I am still debating electronic devices. I am getting a work laptop and I will enjoy setting up folder structures and email folders etc so I think I’ll be going without my Mac and iPad. All I really need now is a book for the commute!
To New Beginnings
1st September always seems to signal the start of a new academic year. Attention turns to teaching which starts in just a few short weeks, the research done and not done over the summer, the sort of inevitableness of the academic cycle and the fact that once teaching hits it won’t be long until Christmas – but it will feel long because there’s no half term or break to let you draw breath. I remember the last couple of early Septembers as being times to grit my teeth and tackle everything with a ‘right, here we go again then’ attitude. However, I also remember early Septembers which were full of the ‘back to school’ excitement – the same excitement I used to feel as a child shopping for new notebooks and pens and folders. You know what I’m talking about, right? That promise that a new academic year holds, things to learn, to discover, to talk about, to read, to find out…
Today I realised that I am recapturing some of that magic of the childhood back to school wonder. I start new job on Monday and the closer it gets the more excited I am. I am no longer anxious or worried about it, I am just excited. Excited to get back into the classroom, excited to see what a new academic year in a new institution holds, excited to push my research forward, excited about the conversations I’ll have and also quite excited to head upstairs to my study at some point today and choose a new notebook from the collection of notebooks I seem to have amassed over the last couple of years. I’ve stuck to boring, ruled, institution supplied ones for the last year at least. Now I feel it is time to choose something else. A new notebook for a new chapter of my academic career.
So on Monday I start as a Senior Lecturer in Law at Leeds Beckett University. Once I decided I was leaving Bradford, I knew that if I was going to go for another job in academia it would have to be something that allowed me to get back to teaching and to my research and to make a real contribution. I have been told again and again that I did a good job in management, and maybe I did, but I don’t get excited about it. In just 2 years it managed to extinguish the September magic. Now that September magic is back and I intend to hang onto it with both hands – sod that, I’ll sit on it if I have to.

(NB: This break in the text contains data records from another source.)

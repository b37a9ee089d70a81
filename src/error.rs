use thiserror::Error;

#[derive(Debug, Error)]
pub enum IsweepError {
    #[error("Invalid range: {0}")]
    InvalidRange(String),

    #[error("Config error: {0}")]
    Config(String),

    #[error("Simulation error: {0}")]
    Simulation(String),

    #[error("Analysis error: {0}")]
    Analysis(String),

    #[error("IO error: {0}")]
    Io(#[from] std::io::Error),
}

pub type Result<T> = std::result::Result<T, IsweepError>;
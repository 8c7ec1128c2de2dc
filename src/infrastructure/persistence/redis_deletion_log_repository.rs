//! Redis implementation of the deletion log.
//!
//! Entries are JSON documents appended to one list. An entry's id is its
//! 1-based position, which is what `RPUSH` returns. Evictions push their
//! entries from [`super::RedisLinkRepository`], inside the eviction script.

use async_trait::async_trait;
use redis::AsyncCommands;
use redis::aio::ConnectionManager;

use crate::domain::entities::{DeletionEntry, NewDeletionEntry};
use crate::domain::repositories::DeletionLogRepository;
use crate::error::AppError;

/// Key of the deletion log list under `key_prefix`.
pub(super) fn deletion_log_key(key_prefix: &str) -> String {
    format!("{}deletion_log", key_prefix)
}

/// Redis repository for the deletion log list.
pub struct RedisDeletionLogRepository {
    conn: ConnectionManager,
    key: String,
}

impl RedisDeletionLogRepository {
    pub fn new(conn: ConnectionManager, key_prefix: &str) -> Self {
        Self {
            conn,
            key: deletion_log_key(key_prefix),
        }
    }
}

#[async_trait]
impl DeletionLogRepository for RedisDeletionLogRepository {
    async fn list_recent(
        &self,
        code: Option<String>,
        limit: usize,
    ) -> Result<Vec<DeletionEntry>, AppError> {
        if limit == 0 {
            return Ok(Vec::new());
        }

        let mut conn = self.conn.clone();

        let Some(code) = code else {
            let start = isize::try_from(limit).map_or(isize::MIN, |n| -n);
            let (length, raw): (i64, Vec<String>) = redis::pipe()
                .atomic()
                .llen(&self.key)
                .lrange(&self.key, start, -1)
                .query_async(&mut conn)
                .await?;

            let first_id = length - raw.len() as i64 + 1;
            let mut entries = Vec::with_capacity(raw.len());
            for (offset, payload) in raw.iter().enumerate().rev() {
                let entry: NewDeletionEntry = serde_json::from_str(payload)?;
                entries.push(entry.with_id(first_id + offset as i64));
            }

            return Ok(entries);
        };

        // No index by code; filter the whole list.
        let raw: Vec<String> = conn.lrange(&self.key, 0, -1).await?;

        let mut entries = Vec::new();
        for (index, payload) in raw.iter().enumerate().rev() {
            if entries.len() >= limit {
                break;
            }

            let entry: NewDeletionEntry = serde_json::from_str(payload)?;
            if entry.code != code {
                continue;
            }

            entries.push(entry.with_id(index as i64 + 1));
        }

        Ok(entries)
    }

    async fn count(&self) -> Result<i64, AppError> {
        let mut conn = self.conn.clone();
        let length: i64 = conn.llen(&self.key).await?;
        Ok(length)
    }
}
//! HTTP middleware for request processing.
//!
//! Provides CORS and observability middleware.

pub mod cors;
pub mod tracing;
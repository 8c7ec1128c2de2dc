//! Handler for short URL redirect.

use axum::{
    extract::{Path, State},
    http::{StatusCode, header},
    response::IntoResponse,
};
use serde_json::json;

use crate::application::services::Resolution;
use crate::error::AppError;
use crate::state::AppState;

/// Redirects a short code to its original URL.
///
/// # Endpoint
///
/// `GET /{code}`
///
/// # Request Flow
///
/// 1. Resolve the code; an expired link is evicted on the spot
/// 2. Count the click on the live link
/// 3. Return 302 Found
///
/// A click that races with an eviction is dropped; the redirect still
/// succeeds because the link was live when it was resolved.
///
/// # Errors
///
/// - 404 Not Found if the code never existed or was already evicted
/// - 410 Gone if this lookup found the link expired
pub async fn redirect_handler(
    Path(code): Path<String>,
    State(state): State<AppState>,
) -> Result<impl IntoResponse, AppError> {
    let link = match state.link_service.resolve_link(&code).await? {
        Resolution::Live(link) => link,
        Resolution::Expired => {
            return Err(AppError::gone(
                "Short link has expired",
                json!({ "shortCode": code }),
            ));
        }
        Resolution::Missing => {
            return Err(AppError::not_found(
                "Short link not found",
                json!({ "shortCode": code }),
            ));
        }
    };

    state.link_service.record_click(&link).await?;
    metrics::counter!("redirects_total").increment(1);

    Ok((StatusCode::FOUND, [(header::LOCATION, link.target_url)]))
}
//! Clock abstraction for expiration decisions.

use chrono::{DateTime, Duration, Utc};
use std::sync::Mutex;

/// Source of the current time.
///
/// Every deadline comparison in the service layer goes through this trait so
/// tests can move time forward instead of sleeping.
pub trait TimeSource: Send + Sync {
    fn now(&self) -> DateTime<Utc>;
}

/// Wall clock.
#[derive(Debug, Clone, Copy, Default)]
pub struct SystemClock;

impl TimeSource for SystemClock {
    fn now(&self) -> DateTime<Utc> {
        Utc::now()
    }
}

/// A clock that only moves when told to. Intended for tests.
#[derive(Debug)]
pub struct ManualClock {
    current: Mutex<DateTime<Utc>>,
}

impl ManualClock {
    pub fn new(start: DateTime<Utc>) -> Self {
        Self {
            current: Mutex::new(start),
        }
    }

    pub fn advance(&self, by: Duration) {
        let mut current = self.current.lock().unwrap_or_else(|e| e.into_inner());
        *current = *current + by;
    }

    pub fn set(&self, to: DateTime<Utc>) {
        *self.current.lock().unwrap_or_else(|e| e.into_inner()) = to;
    }
}

impl Default for ManualClock {
    fn default() -> Self {
        Self::new(Utc::now())
    }
}

impl TimeSource for ManualClock {
    fn now(&self) -> DateTime<Utc> {
        *self.current.lock().unwrap_or_else(|e| e.into_inner())
    }
}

Don’t get me wrong – I’m not suddenly cured of the crap of the previous job. I can’t read my previous blog post without crying or without feeling slightly sick. I am cautious, very cautious, all institutions are mad and the sector is in a right mess. I know all this and I am not going into my new role with rose tinted glasses. I still wonder if I am good enough sometimes; I will, I’m sure, get frustrated at the idiocy of things but that’s not what this is about. It’s about new beginnings, it’s about the promise of those new beginnings, about the excitement and wonder and about hanging onto that promise and the excitement for as long as possible into the academic year – and then finding ways to renew them.
Thank you for all the lovely, kind and inspiring messages of support. Please join me as I step onto the next rollercoaster in my journey through this academic theme park.